### TRY IT
Find the line containing "updates.color.apply_to(&mut self.color);" in the listing below. Repeat it exactly, along with each following line up to and including the one containing "to Backlog and".
+ + + + + + +
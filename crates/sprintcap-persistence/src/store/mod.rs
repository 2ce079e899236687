pub mod atomic_writer;
pub mod json_file_store;
pub mod memory_store;

pub use atomic_writer::AtomicWriter;
pub use json_file_store::JsonFileStore;
pub use memory_store::MemoryStore;
pub mod board;
pub mod changes;
pub mod sprint;
pub mod sync;
pub mod task;
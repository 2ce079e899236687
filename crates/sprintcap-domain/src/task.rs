use serde::{Deserialize, Serialize};
use std::fmt;
use std::str::FromStr;

use crate::field_update::FieldUpdate;

pub type TaskId = String;
pub type SprintName = String;

/// Label used wherever a task's location is shown and it has no sprint.
pub const BACKLOG_LABEL: &str = "Backlog";

#[derive(Debug, Clone, Copy, PartialEq, Eq, Hash, Serialize, Deserialize)]
pub enum TaskStatus {
    #[serde(rename = "To Do")]
    ToDo,
    #[serde(rename = "In Progress")]
    InProgress,
    Done,
    Backlog,
}

impl TaskStatus {
    pub const ALL: [TaskStatus; 4] = [
        TaskStatus::ToDo,
        TaskStatus::InProgress,
        TaskStatus::Done,
        TaskStatus::Backlog,
    ];

    pub fn label(&self) -> &'static str {
        match self {
            TaskStatus::ToDo => "To Do",
            TaskStatus::InProgress => "In Progress",
            TaskStatus::Done => "Done",
            TaskStatus::Backlog => "Backlog",
        }
    }

    pub fn is_done(&self) -> bool {
        matches!(self, TaskStatus::Done)
    }
}

impl fmt::Display for TaskStatus {
    fn fmt(&self, f: &mut fmt::Formatter<'_>) -> fmt::Result {
        f.write_str(self.label())
    }
}

impl FromStr for TaskStatus {
    type Err = String;

    /// Accepts the display labels as well as compact forms such as `todo`
    /// or `in-progress`, case-insensitively.
    fn from_str(s: &str) -> Result<Self, Self::Err> {
        let compact: String = s
            .chars()
            .filter(|c| c.is_alphanumeric())
            .collect::<String>()
            .to_lowercase();
        match compact.as_str() {
            "todo" => Ok(TaskStatus::ToDo),
            "inprogress" => Ok(TaskStatus::InProgress),
            "done" => Ok(TaskStatus::Done),
            "backlog" => Ok(TaskStatus::Backlog),
            _ => Err(format!(
                "Invalid status '{}'. Expected one of: To Do, In Progress, Done, Backlog",
                s
            )),
        }
    }
}

#[derive(Debug, Clone, PartialEq, Serialize, Deserialize)]
#[serde(rename_all = "camelCase")]
pub struct Task {
    pub id: TaskId,
    pub title: String,
    #[serde(default)]
    pub points: f64,
    pub status: TaskStatus,
    #[serde(default, skip_serializing_if = "Option::is_none")]
    pub assignee: Option<String>,
    #[serde(default)]
    pub sprint: Option<SprintName>,
    #[serde(default, skip_serializing_if = "Option::is_none")]
    pub description: Option<String>,
    #[serde(default, skip_serializing_if = "Option::is_none")]
    pub external_link: Option<String>,
    /// Display-only colour override. Never logged and never synced.
    #[serde(default, skip_serializing_if = "Option::is_none")]
    pub color: Option<String>,
}

impl Task {
    pub fn new(id: impl Into<TaskId>, title: impl Into<String>, points: f64) -> Self {
        Self {
            id: id.into(),
            title: title.into(),
            points: sanitize_points(points),
            status: TaskStatus::Backlog,
            assignee: None,
            sprint: None,
            description: None,
            external_link: None,
            color: None,
        }
    }

    pub fn is_in_backlog(&self) -> bool {
        self.sprint.is_none()
    }

    /// The sprint name, or the backlog label when unplanned.
    pub fn location(&self) -> &str {
        self.sprint.as_deref().unwrap_or(BACKLOG_LABEL)
    }

    pub fn is_assigned_to(&self, assignee: &str) -> bool {
        self.assignee.as_deref() == Some(assignee)
    }

    /// Apply a partial update. Sprint and status are set independently here;
    /// only the move operation couples them.
    pub fn apply(&mut self, updates: TaskUpdate) {
        if let Some(title) = updates.title {
            self.title = title;
        }
        if let Some(points) = updates.points {
            self.points = sanitize_points(points);
        }
        if let Some(status) = updates.status {
            self.status = status;
        }
        updates.assignee.apply_to(&mut self.assignee);
        updates.sprint.apply_to(&mut self.sprint);
        updates.description.apply_to(&mut self.description);
        updates.color.apply_to(&mut self.color);
    }
}

/// Points are non-negative; anything else is coerced to zero.
pub fn sanitize_points(points: f64) -> f64 {
    if points.is_finite() && points > 0.0 {
        points
    } else {
        0.0
    }
}

/// Partial update for Task
#[derive(Debug, Clone, Default, PartialEq)]
pub struct TaskUpdate {
    pub title: Option<String>,
    pub points: Option<f64>,
    pub status: Option<TaskStatus>,
    pub assignee: FieldUpdate<String>,
    pub sprint: FieldUpdate<SprintName>,
    pub description: FieldUpdate<String>,
    pub color: FieldUpdate<String>,
}

impl TaskUpdate {
    pub fn is_empty(&self) -> bool {
        self.title.is_none()
            && self.points.is_none()
            && self.status.is_none()
            && !self.assignee.is_change()
            && !self.sprint.is_change()
            && !self.description.is_change()
            && !self.color.is_change()
    }
}

/// Fields for a task created locally. Unset status defaults to Backlog and
/// unset id to a generated local id.
#[derive(Debug, Clone, Default)]
pub struct NewTask {
    pub id: Option<TaskId>,
    pub title: String,
    pub points: f64,
    pub status: Option<TaskStatus>,
    pub assignee: Option<String>,
    pub sprint: Option<SprintName>,
    pub description: Option<String>,
    pub color: Option<String>,
}

impl NewTask {
    pub fn new(title: impl Into<String>, points: f64) -> Self {
        Self {
            title: title.into(),
            points,
            ..Self::default()
        }
    }

    pub fn into_task(self) -> Task {
        let id = self
            .id
            .unwrap_or_else(|| format!("local-{}", uuid::Uuid::new_v4()));
        Task {
            id,
            title: self.title,
            points: sanitize_points(self.points),
            status: self.status.unwrap_or(TaskStatus::Backlog),
            assignee: self.assignee,
            sprint: self.sprint,
            description: self.description,
            external_link: None,
            color: self.color,
        }
    }
}
use thiserror::Error;

#[derive(Error, Debug)]
pub enum PlannerError {
    #[error("Not found: {0}")]
    NotFound(String),

    #[error("Validation error: {0}")]
    Validation(String),

    #[error("IO error: {0}")]
    Io(#[from] std::io::Error),

    #[error("Serialization error: {0}")]
    Serialization(String),

    #[error("Configuration error: {0}")]
    Config(String),

    #[error("Internal error: {0}")]
    Internal(String),
}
+ + + + + + +
### WORKED SOLUTION
        updates.color.apply_to(&mut self.color);
    }
}

/// Points are non-negative; anything else is coerced to zero.
pub fn sanitize_points(points: f64) -> f64 {
    if points.is_finite() && points > 0.0 {
        points
    } else {
        0.0
    }
}

/// Partial update for Task
#[derive(Debug, Clone, Default, PartialEq)]
pub struct TaskUpdate {
    pub title: Option<String>,
    pub points: Option<f64>,
    pub status: Option<TaskStatus>,
    pub assignee: FieldUpdate<String>,
    pub sprint: FieldUpdate<SprintName>,
    pub description: FieldUpdate<String>,
    pub color: FieldUpdate<String>,
}

impl TaskUpdate {
    pub fn is_empty(&self) -> bool {
        self.title.is_none()
            && self.points.is_none()
            && self.status.is_none()
            && !self.assignee.is_change()
            && !self.sprint.is_change()
            && !self.description.is_change()
            && !self.color.is_change()
    }
}

/// Fields for a task created locally. Unset status defaults to Backlog and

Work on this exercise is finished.